(WHAT TO DO):
Nothing but an exact reprint of the records is to be returned.

(LISTED RECORDS):
use rusqlite::Connection;
use time::macros::date;

use crate::{
    bank::{Bank, BankName, create_bank},
    branch::{Branch, BranchBuilder, BranchId, create_branch},
    cheque::{Cheque, ChequeBuilder, create_cheque},
    client::{Client, ClientBuilder, ClientId, ClientKind, create_client},
};

pub(crate) fn create_test_bank_and_branch(connection: &Connection) -> (Bank, Branch) {
    let bank = create_bank(
        BankName::new_unchecked("Attijariwafa Bank"),
        Some("AWB".to_owned()),
        connection,
    )
    .expect("Could not create test bank");
    let branch = create_branch(BranchBuilder::new(bank.id, "Casablanca Anfa"), connection)
        .expect("Could not create test branch");

    (bank, branch)
}

pub(crate) fn create_test_client(name: &str, connection: &Connection) -> Client {
    create_client(ClientBuilder::new(ClientKind::Person, name), connection)
        .expect("Could not create test client")
}

/// A pending cheque of 1,500.00 MAD issued on 2025-01-10 and due on 2025-02-10.
pub(crate) fn create_test_cheque(
    number: &str,
    client_id: ClientId,
    branch_id: BranchId,
    connection: &Connection,
) -> Cheque {
    create_cheque(
        ChequeBuilder::new(
            number,
            1500.0,
            date!(2025 - 01 - 10),
            date!(2025 - 02 - 10),
            client_id,
            branch_id,
        ),
        connection,
    )
    .expect("Could not create test cheque")
}
//! Cheques: the records being tracked, their lifecycle and their scans.

mod create;
mod db;
mod delete;
mod detail;
mod domain;
mod edit;
mod form;
mod list;
mod scan;
mod status;
mod transition;

pub use create::{create_cheque_endpoint, get_new_cheque_page};
pub use db::{
    ChequeFilter, create_cheque, create_cheque_table, delete_cheque, get_cheque,
    get_cheque_listing, get_recent_cheques, query_cheques, set_cheque_scan, update_cheque,
    update_cheque_status,
};
pub use delete::delete_cheque_endpoint;
pub use detail::get_cheque_page;
pub use domain::{
    Cheque, ChequeBuilder, ChequeId, ChequeListing, Currency, parse_optional_date,
};
pub use edit::{get_edit_cheque_page, update_cheque_endpoint};
pub use list::{ChequeQuery, get_cheques_page};
pub use scan::{MAX_SCAN_SIZE, get_cheque_scan, upload_cheque_scan_endpoint};
pub use status::ChequeStatus;
pub use transition::update_cheque_status_endpoint;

(SOLUTION FOR THIS EXERCISE):
use rusqlite::Connection;
use time::macros::date;

use crate::{
    bank::{Bank, BankName, create_bank},
    branch::{Branch, BranchBuilder, BranchId, create_branch},
    cheque::{Cheque, ChequeBuilder, create_cheque},
    client::{Client, ClientBuilder, ClientId, ClientKind, create_client},
};

pub(crate) fn create_test_bank_and_branch(connection: &Connection) -> (Bank, Branch) {
    let bank = create_bank(
        BankName::new_unchecked("Attijariwafa Bank"),
        Some("AWB".to_owned()),
        connection,
    )
    .expect("Could not create test bank");
    let branch = create_branch(BranchBuilder::new(bank.id, "Casablanca Anfa"), connection)
        .expect("Could not create test branch");

    (bank, branch)
}

pub(crate) fn create_test_client(name: &str, connection: &Connection) -> Client {
    create_client(ClientBuilder::new(ClientKind::Person, name), connection)
        .expect("Could not create test client")
}

/// A pending cheque of 1,500.00 MAD issued on 2025-01-10 and due on 2025-02-10.
pub(crate) fn create_test_cheque(
    number: &str,
    client_id: ClientId,
    branch_id: BranchId,
    connection: &Connection,
) -> Cheque {
    create_cheque(
        ChequeBuilder::new(
            number,
            1500.0,
            date!(2025 - 01 - 10),
            date!(2025 - 02 - 10),
            client_id,
            branch_id,
        ),
        connection,
    )
    .expect("Could not create test cheque")
}
//! Cheques: the records being tracked, their lifecycle and their scans.

mod create;
mod db;
mod delete;
mod detail;
mod domain;
mod edit;
mod form;
mod list;
mod scan;
mod status;
mod transition;

pub use create::{create_cheque_endpoint, get_new_cheque_page};
pub use db::{
    ChequeFilter, create_cheque, create_cheque_table, delete_cheque, get_cheque,
    get_cheque_listing, get_recent_cheques, query_cheques, set_cheque_scan, update_cheque,
    update_cheque_status,
};
pub use delete::delete_cheque_endpoint;
pub use detail::get_cheque_page;
pub use domain::{
    Cheque, ChequeBuilder, ChequeId, ChequeListing, Currency, parse_optional_date,
};
pub use edit::{get_edit_cheque_page, update_cheque_endpoint};
pub use list::{ChequeQuery, get_cheques_page};
pub use scan::{MAX_SCAN_SIZE, get_cheque_scan, upload_cheque_scan_endpoint};
pub use status::ChequeStatus;
pub use transition::update_cheque_status_endpoint;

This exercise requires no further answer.